1. Start playing the live LL-HLS stream. Playback begins normally.
2. With Proxyman, inject a corrupted `.m4v` part (empty moof/mdat) at some live position *A*. PR #7797 kicks in: `Nothing buffered for …` is logged, fragment is marked as a gap, `gap-controller` `skipping hole` advances `currentTime` past *A*, and playback resumes after ~5s of stall. **First recovery works.**
3. Once playback is stable again, inject a **second** corrupted part at position *B* (≥ ~15s after *A*).
4. Observe Network tab and console: after the second injection, hls.js does **not** mark the fragment as a gap quickly. Instead it enters a `passthrough-remuxer` `Timestamps at … != initPTS …` ping-pong loop that oscillates between two initPTS values, repeatedly rewrites `SourceBuffer.timestampOffset`, and never expands the buffered TimeRange. Playback is stuck for ~20s until `stream-controller`'s `"too far from the end of live sliding playlist"` safety net kicks in and force-seeks to the live edge.

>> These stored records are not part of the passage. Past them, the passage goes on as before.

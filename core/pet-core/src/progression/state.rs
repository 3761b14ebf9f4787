//! Progression state, its read-only snapshot, and level-up events.

use serde::{Deserialize, Serialize};
use std::collections::BTreeMap;

use super::ladder::{cumulative_overall_threshold, skill_threshold, tier_for_level, SkillRecord};
use crate::activity::Skill;

/// One profile's leveling state. Owned by the progression task.
#[derive(Debug, Clone, PartialEq, Eq, Serialize, Deserialize)]
pub struct ProgressionState {
    #[serde(default)]
    pub total_xp: u64,
    #[serde(default = "first_level")]
    pub level: u32,
    #[serde(default)]
    pub skills: BTreeMap<String, SkillRecord>,
    #[serde(default)]
    pub total_active_ms: u64,
    #[serde(default)]
    pub sessions: u64,
}

fn first_level() -> u32 {
    1
}

impl Default for ProgressionState {
    fn default() -> Self {
        let mut state = Self {
            total_xp: 0,
            level: 1,
            skills: BTreeMap::new(),
            total_active_ms: 0,
            sessions: 0,
        };
        state.fill_missing_skills();
        state
    }
}

impl ProgressionState {
    /// Adds zero records for any skill the persisted shape did not know about.
    /// Returns how many were added.
    pub fn fill_missing_skills(&mut self) -> usize {
        let mut added = 0;
        for skill in Skill::ALL {
            if !self.skills.contains_key(skill.key()) {
                self.skills.insert(skill.key().to_string(), SkillRecord::default());
                added += 1;
            }
        }
        added
    }

    pub fn skill(&self, skill: Skill) -> SkillRecord {
        self.skills.get(skill.key()).copied().unwrap_or_default()
    }

    pub fn snapshot(&self) -> ProgressionSnapshot {
        ProgressionSnapshot {
            total_xp: self.total_xp,
            level: self.level,
            tier: tier_for_level(self.level),
            next_level_at: cumulative_overall_threshold(self.level),
            skills: self
                .skills
                .iter()
                .map(|(name, record)| SkillSnapshot {
                    name: name.clone(),
                    xp: record.xp,
                    level: record.level,
                    next_level_at: skill_threshold(record.level),
                })
                .collect(),
            total_active_ms: self.total_active_ms,
            sessions: self.sessions,
        }
    }
}

#[derive(Debug, Clone, PartialEq, Eq, Serialize, Deserialize)]
pub struct SkillSnapshot {
    pub name: String,
    pub xp: u64,
    pub level: u32,
    pub next_level_at: u64,
}

/// Display projection handed to renderers and IPC clients.
#[derive(Debug, Clone, PartialEq, Eq, Serialize, Deserialize)]
pub struct ProgressionSnapshot {
    pub total_xp: u64,
    pub level: u32,
    pub tier: u8,
    /// Lifetime XP at which the next overall level is reached.
    pub next_level_at: u64,
    pub skills: Vec<SkillSnapshot>,
    pub total_active_ms: u64,
    pub sessions: u64,
}

#[derive(Debug, Clone, Copy, PartialEq, Eq, Serialize, Deserialize)]
#[serde(rename_all = "snake_case")]
pub enum LevelKind {
    Skill,
    Overall,
}

#[derive(Debug, Clone, PartialEq, Eq, Serialize, Deserialize)]
pub struct LevelUp {
    pub kind: LevelKind,
    /// Skill key for skill level-ups.
    #[serde(skip_serializing_if = "Option::is_none")]
    pub name: Option<String>,
    pub new_level: u32,
}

**Repro rate:** ~100% on the second injection once the initPTS has already been set for the session. On VOD the `"too far from live edge"` safety net does not exist, so playback would remain permanently stuck — we have not verified VOD repro but the code path is live-only.

## Expected behaviour

After PR #7797 landed, any dropped-append segment — regardless of whether it's the first or the second in a session — should be detected as an empty append and marked as a gap within 1–2 retries, so that `gap-controller` can skip it. Recovery latency should be comparable to the first injection (~5s), not ~20s, and it should not depend on the live-edge safety net.

## What actually happened?

The first corruption recovers cleanly via PR #7797 + `gap-controller skipping hole`. The second corruption triggers **a different failure path**: `passthrough-remuxer.isInvalidInitPts` incorrectly resets `initPTS` based on the tfdt of the corrupted segment, which permanently poisons `fragment.startPTS` (turns into a large negative number), and then every subsequent iteration toggles `initPTS` between the "correct" and the "poisoned" value. PR #7797's `Nothing buffered` detection still fires but only after several retries, and the `addAsGap` marking on the *corrupted* segment does not help because the *next* (healthy) segment is also treated as failing to append (it inherits the poisoned timestampOffset).

### Timeline from the log (attached as `7797-to-be-repro.log`)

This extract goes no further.